Work order: Here is a listing; work out how many of its lines contain the word "notify", and state only that number.

Data extract:
=====

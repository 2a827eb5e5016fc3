use crate::config::types::Config;
use crate::config::validation::validate;
use crate::ConfigError;
use sha2::{Digest, Sha256};
use std::path::Path;

/// Loads and parses a configuration file from the given path
///
/// # Arguments
///
/// * `path` - Path to the TOML configuration file
///
/// # Returns
///
/// * `Ok(Config)` - Successfully loaded and validated configuration
/// * `Err(ConfigError)` - Failed to load, parse, or validate the configuration
///
/// # Example
///
/// ```no_run
/// use std::path::Path;
/// use catalog_sentinel::config::load_config;
///
/// let config = load_config(Path::new("sentinel.toml")).unwrap();
/// println!("Listing: {}", config.source.listing_url);
/// ```
pub fn load_config(path: &Path) -> Result<Config, ConfigError> {
    // Read the configuration file
    let content = std::fs::read_to_string(path)?;

    // Parse TOML
    let config: Config = toml::from_str(&content)?;

    // Validate the configuration
    validate(&config)?;

    Ok(config)
}

/// Computes a SHA-256 hash of the configuration file content
///
/// Logged at startup so operators can tell which configuration a cycle ran with.
///
/// # Arguments
///
/// * `path` - Path to the TOML configuration file
///
/// # Returns
///
/// * `Ok(String)` - Hex-encoded SHA-256 hash of the file content
/// * `Err(ConfigError)` - Failed to read the file
pub fn compute_config_hash(path: &Path) -> Result<String, ConfigError> {
    let content = std::fs::read_to_string(path)?;
    let mut hasher = Sha256::new();
    hasher.update(content.as_bytes());
    let result = hasher.finalize();
    Ok(hex::encode(result))
}

/// Loads a configuration and returns both the config and its hash
///
/// # Arguments
///
/// * `path` - Path to the TOML configuration file
///
/// # Returns
///
/// * `Ok((Config, String))` - Successfully loaded configuration and its hash
/// * `Err(ConfigError)` - Failed to load or parse the configuration
pub fn load_config_with_hash(path: &Path) -> Result<(Config, String), ConfigError> {
    let config = load_config(path)?;
    let hash = compute_config_hash(path)?;
    Ok((config, hash))
}

#[cfg(test)]
mod tests {
    use super::*;
    use crate::config::DedupMode;
    use std::io::Write;
    use tempfile::NamedTempFile;

    fn create_temp_config(content: &str) -> NamedTempFile {
        let mut file = NamedTempFile::new().unwrap();
        file.write_all(content.as_bytes()).unwrap();
        file.flush().unwrap();
        file
    }

    const VALID_CONFIG: &str = r#"
[crawler]
concurrency = 4
page-size = 50
dedup-mode = "skip-known-urls"
index-keys = ["а", "б"]

[source]
listing-url = "https://catalog.example.com/games"
entry-url-template = "https://catalog.example.com/games/{id}"

[user-agent]
crawler-name = "TestCrawler"
crawler-version = "1.0"
contact-url = "https://example.com/about"
contact-email = "admin@example.com"

[output]
database-path = "./test.db"

[notify]
subscribers = ["1001"]
"#;

    #[test]
    fn test_load_valid_config() {
        let file = create_temp_config(VALID_CONFIG);
        let config = load_config(file.path()).unwrap();

        assert_eq!(config.crawler.concurrency, 4);
        assert_eq!(config.crawler.page_size, 50);
        assert_eq!(config.crawler.dedup_mode, DedupMode::SkipKnownUrls);
        assert_eq!(config.crawler.index_keys, vec!["а", "б"]);
        assert_eq!(config.source.sort, "popular");
        assert_eq!(config.source.payload_timeout_ms, 6_000);
        assert_eq!(config.user_agent.crawler_name, "TestCrawler");
        assert_eq!(config.notify.subscribers, vec!["1001"]);
        assert!(config.notify.endpoint.is_none());
    }

    #[test]
    fn test_crawler_section_is_optional() {
        let content = VALID_CONFIG.replace(
            "[crawler]\nconcurrency = 4\npage-size = 50\ndedup-mode = \"skip-known-urls\"\nindex-keys = [\"а\", \"б\"]\n",
            "",
        );
        let file = create_temp_config(&content);
        let config = load_config(file.path()).unwrap();

        assert_eq!(config.crawler.concurrency, 3);
        assert_eq!(config.crawler.page_size, 100);
        assert_eq!(config.crawler.dedup_mode, DedupMode::Status);
        assert_eq!(config.crawler.index_keys.len(), 59);
    }

    #[test]
    fn test_load_config_with_invalid_path() {
        let result = load_config(Path::new("/nonexistent/config.toml"));
        assert!(result.is_err());
    }

    #[test]
    fn test_load_config_with_invalid_toml() {
        let config_content = "this is not valid TOML {{{";
        let file = create_temp_config(config_content);
        let result = load_config(file.path());
        assert!(result.is_err());
    }

    #[test]
    fn test_load_config_with_validation_error() {
        let content = VALID_CONFIG.replace("concurrency = 4", "concurrency = 0");
        let file = create_temp_config(&content);
        let result = load_config(file.path());
        assert!(result.is_err());
        assert!(matches!(result.unwrap_err(), ConfigError::Validation(_)));
    }

    #[test]
    fn test_compute_config_hash() {
        let config_content = "test content";
        let file = create_temp_config(config_content);

        let hash1 = compute_config_hash(file.path()).unwrap();
        let hash2 = compute_config_hash(file.path()).unwrap();

        // Same content should produce same hash
        assert_eq!(hash1, hash2);
        assert_eq!(hash1.len(), 64); // SHA-256 produces 64 hex characters
    }

    #[test]
    fn test_different_content_different_hash() {
        let file1 = create_temp_config("content 1");
        let file2 = create_temp_config("content 2");

        let hash1 = compute_config_hash(file1.path()).unwrap();
        let hash2 = compute_config_hash(file2.path()).unwrap();

        assert_ne!(hash1, hash2);
    }
}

=====

Exercise answer: 3